To accomplish these goals, we constructed two parallel instruments (forms A and B) from a pool of 26 adjectives designed to assess state depression. The pool was composed of 16 negative and 10 positive affect adjectives, with each adjective having one synonym (i.e., there were 13 sets of synonyms). From each paired synonym set, one adjective was assigned to each scale so that there were 13 adjectives on each form (e.g., “sad” was on form A and “blue” was the form B synonym). Each adjective was rated on a 9-point Likert scale according to how one was feeling right then (1=extremely inaccurate as a self-description, 9=extremely accurate as a self-description). The construction of two different instruments that were roughly equivalent allowed us to reduce memory effects, and the use of multiple adjectives that were rated on Likert scales (as opposed to checklists) allowed us to detect subtle changes in affect.
To test for equivalence, we tested the factor structure of the forms on the control group. All subjects took both forms, counterbalanced for order. We used Mx (Neale, Boker, Xie, and Maes, 2003) to perform a series of latent variable analyses using structural equation modeling (SEM). In SEM, variables are connected by a series of arrows that represent the presumed direction of causation. The likelihood is the probability of obtaining the observed data under the assumptions of the model (e.g., a multivariate normal distribution), and it is influenced by the unknown parameters in the model (e.g., the regression coefficients of the variables connected by arrows). Mx searches through the parameter space for the regression coefficients that maximize the likelihood. The fit of the model is −2 times the natural logarithm of the likelihood (−2LL). For our latent variable models, the latent measure of state depression is assumed to influence the observed measure for each adjective, and Mx uses the variance that the observed measures share in common to estimate the regression coefficients to the latent factor. To our knowledge, this is the first attempt to use maximum likelihood estimation techniques to test the equivalence of two instruments for assessing affective states.
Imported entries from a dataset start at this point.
use core::fmt::Debug;
use crate::error::{Error, Result};
use crate::layout::{shifted, Dim, Ptr, StridedLayout};
use crate::location::Location;




/**
 * Identifier for an axis a cursor can be shifted along
 */
#[derive(Clone, Copy, Debug, PartialEq, Eq)]
pub enum Axis {
    Primary,
    Level,
    Neighbor,
}




#[derive(Clone, Copy, Debug)]
struct Member<K> {
    key: K,
    origin: Ptr,
    strides: [usize; 3],
}




/**
 * A keyed bundle of co-indexed fields: for each member the origin of its
 * buffer and its strides along the primary location, the vertical level and
 * the neighbor axis. A composite only records addressing, not data, so
 * members may have different value types. Members without a level or
 * neighbor dimension get a zero stride on that axis, which broadcasts their
 * single value.
 *
 * Composites are built per traversal and dropped afterwards.
 */
#[derive(Clone, Debug)]
pub struct Composite<K, const N: usize> {
    primary: Location,
    size: usize,
    members: [Member<K>; N],
}




// ============================================================================
impl<K, const N: usize> Composite<K, N>
where
    K: Copy + Eq + Debug,
{


    /**
     * Bundle the given layouts for traversal along a primary location. Every
     * layout must have a dimension for that location. The number of
     * elements the composite can traverse is the smallest upper bound among
     * the members.
     */
    pub fn new(primary: Location, members: [(K, &StridedLayout); N]) -> Result<Self> {
        let dim = Dim::Location(primary);
        let mut size = usize::MAX;

        for (_, layout) in &members {
            size = size.min(layout.upper_bound(dim)?);
        }
        let members = members.map(|(key, layout)| Member {
            key,
            origin: layout.origin(),
            strides: [
                layout.stride_or_zero(dim),
                layout.stride_or_zero(Dim::K),
                layout.stride_or_zero(Dim::Neighbor),
            ],
        });
        Ok(Self { primary, size: if N == 0 { 0 } else { size }, members })
    }


    /**
     * Return the primary location.
     */
    pub fn primary(&self) -> Location {
        self.primary
    }


    /**
     * Return the number of elements along the primary location.
     */
    pub fn size(&self) -> usize {
        self.size
    }


    /**
     * Return a cursor at the first element.
     */
    pub fn origin(&self) -> Cursor<'_, K, N> {
        Cursor {
            composite: self,
            ptrs: self.members.map(|m| m.origin),
        }
    }


    /**
     * Return a cursor positioned at the given element. This is a pure
     * function of the element index, so parallel executors can position
     * each task independently.
     */
    pub fn at(&self, element: usize) -> Cursor<'_, K, N> {
        self.origin().shifted(Axis::Primary, element as i64)
    }


    /**
     * Return the stride of a member along an axis.
     */
    pub fn stride(&self, key: K, axis: Axis) -> usize {
        self.member(key).1.strides[axis_index(axis)]
    }


    /**
     * Fail unless the composite can traverse `count` elements.
     */
    pub fn check_size(&self, count: usize) -> Result<()> {
        if count > self.size {
            Err(Error::ShapeMismatch {
                what: "composite traversal length",
                expected: self.size,
                found: count,
            })
        } else {
            Ok(())
        }
    }

    fn member(&self, key: K) -> (usize, &Member<K>) {
        self.members
            .iter()
            .enumerate()
            .find(|(_, m)| m.key == key)
            .unwrap_or_else(|| panic!("composite has no member {:?}", key))
    }
}




/**
 * A set of positions, one per member of a composite, which move together.
 */
#[derive(Debug)]
pub struct Cursor<'a, K, const N: usize> {
    composite: &'a Composite<K, N>,
    ptrs: [Ptr; N],
}

impl<'a, K, const N: usize> Clone for Cursor<'a, K, N> {
    fn clone(&self) -> Self {
        *self
    }
}

impl<'a, K, const N: usize> Copy for Cursor<'a, K, N> {}




// ============================================================================
impl<'a, K, const N: usize> Cursor<'a, K, N>
where
    K: Copy + Eq + Debug,
{


    /**
     * Return the current position of a member.
     */
    pub fn ptr(&self, key: K) -> Ptr {
        self.ptrs[self.composite.member(key).0]
    }


    /**
     * Advance every member by `offset` steps along an axis.
     */
    pub fn shift(&mut self, axis: Axis, offset: i64) {
        let a = axis_index(axis);
        for (ptr, member) in self.ptrs.iter_mut().zip(&self.composite.members) {
            *ptr = shifted(*ptr, member.strides[a], offset);
        }
    }


    /**
     * Return a copy of this cursor advanced along an axis.
     */
    pub fn shifted(&self, axis: Axis, offset: i64) -> Self {
        let mut result = *self;
        result.shift(axis, offset);
        result
    }
}

fn axis_index(axis: Axis) -> usize {
    match axis {
        Axis::Primary => 0,
        Axis::Level => 1,
        Axis::Neighbor => 2,
    }
}




// ============================================================================
#[cfg(test)]
mod test {

    use super::*;

    #[derive(Clone, Copy, Debug, PartialEq, Eq)]
    enum Key {
        Table,
        Value,
    }

    const E: Location = Location::Edge;

    fn layouts() -> (StridedLayout, StridedLayout) {
        let table = StridedLayout::row_major(&[(E.into(), 6), (Dim::Neighbor, 2)]);
        let value = StridedLayout::column_major(&[(E.into(), 5), (Dim::K, 3)]);
        (table, value)
    }

    #[test]
    fn composite_size_is_the_smallest_member_size() {
        let (table, value) = layouts();
        let composite = Composite::new(E, [(Key::Table, &table), (Key::Value, &value)]).unwrap();
        assert_eq!(composite.primary(), E);
        assert_eq!(composite.size(), 5);
        assert!(composite.check_size(5).is_ok());
        assert!(composite.check_size(6).is_err());
    }

    #[test]
    fn members_advance_by_their_own_strides() {
        let (table, value) = layouts();
        let composite = Composite::new(E, [(Key::Table, &table), (Key::Value, &value)]).unwrap();
        let mut cursor = composite.origin();
        cursor.shift(Axis::Primary, 2);
        assert_eq!(cursor.ptr(Key::Table), Ptr(4));
        assert_eq!(cursor.ptr(Key::Value), Ptr(2));

        let level = cursor.shifted(Axis::Level, 2);
        assert_eq!(level.ptr(Key::Table), Ptr(4));
        assert_eq!(level.ptr(Key::Value), Ptr(12));

        let slot = cursor.shifted(Axis::Neighbor, 1);
        assert_eq!(slot.ptr(Key::Table), Ptr(5));
        assert_eq!(slot.ptr(Key::Value), Ptr(2));
    }

    #[test]
    fn missing_axis_has_zero_stride() {
        let (table, value) = layouts();
        let composite = Composite::new(E, [(Key::Table, &table), (Key::Value, &value)]).unwrap();
        assert_eq!(composite.stride(Key::Table, Axis::Primary), 2);
        assert_eq!(composite.stride(Key::Table, Axis::Neighbor), 1);
        assert_eq!(composite.stride(Key::Table, Axis::Level), 0);
        assert_eq!(composite.stride(Key::Value, Axis::Primary), 1);
        assert_eq!(composite.stride(Key::Value, Axis::Level), 5);
        assert_eq!(composite.stride(Key::Value, Axis::Neighbor), 0);
    }

    #[test]
    fn random_access_agrees_with_stepping() {
        let (table, value) = layouts();
        let composite = Composite::new(E, [(Key::Table, &table), (Key::Value, &value)]).unwrap();
        let mut cursor = composite.origin();

        for i in 0..composite.size() {
            let direct = composite.at(i);
            assert_eq!(direct.ptr(Key::Table), cursor.ptr(Key::Table));
            assert_eq!(direct.ptr(Key::Value), cursor.ptr(Key::Value));
            cursor.shift(Axis::Primary, 1);
        }
    }

    #[test]
    fn member_without_the_primary_location_is_rejected() {
        let other = StridedLayout::row_major(&[(Location::Cell.into(), 4)]);
        assert_eq!(
            Composite::new(E, [(Key::Value, &other)]).unwrap_err(),
            Error::MissingDimension(Dim::Location(E)));
    }
}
With maximum likelihood, significance testing is done by calculating the difference in the fits between nested models, −2ΔLL, which is asymptotically distributed as chi-square. (One model is “nested” inside another if the parameters to be estimated in the former are a subset of the parameters of the latter.) A common significance test is to compare the fit between a model and a submodel in which a parameter is dropped from the structural equation path or constrained in its value. For instance, in a latent factor model in which two parameters are constrained to have equal loadings onto the latent factor, an insignificant increase in fit is evidence that the parameters do not have significantly different loadings.
We first tested whether the 26 items were better described by one or two latent factors. The two-factor model fit significantly better (negative affect items loaded high on the first factor and positive affect items loaded high on the second factor), -2ΔLL=374.44, Δdf=27, p<.0001. We retained all the negative affect items from the first factor because they appeared to be more closely related to depressed affect (e.g., sad, cheerless, somber, lonely). This reduced the forms from 13 items each to eight each. Then, we conducted eight tests (one for each synonym pair), in which we tested whether the items in the pair had significantly different loadings on the latent factor. Based on these tests, we deleted two more pairs. The remaining six synonym pairs passed a strict test of factorial invariance in which each item and its synonym were simultaneously constrained to load equally onto the latent factor, -2ΔLL=10.76, Δdf =6, p=n.s. (see Table 1).
The forms for assessing depressed affect.
Items with the same number were synonyms that had equivalent factor loadings in the control group. Items with an asterisk (*) were eliminated from the analyses because the intervention influenced their loadings onto the latent measure (see text).
We also gave subjects in both groups the Beck Depression Inventory, which is a commonly used instrument for assessing depressed affect over the past two weeks (Beck, Ward, Mendelson, Mock, and Erbaugh, 1961). It is not state-like enough for our purposes, and so we only used it to validate our constructed scales.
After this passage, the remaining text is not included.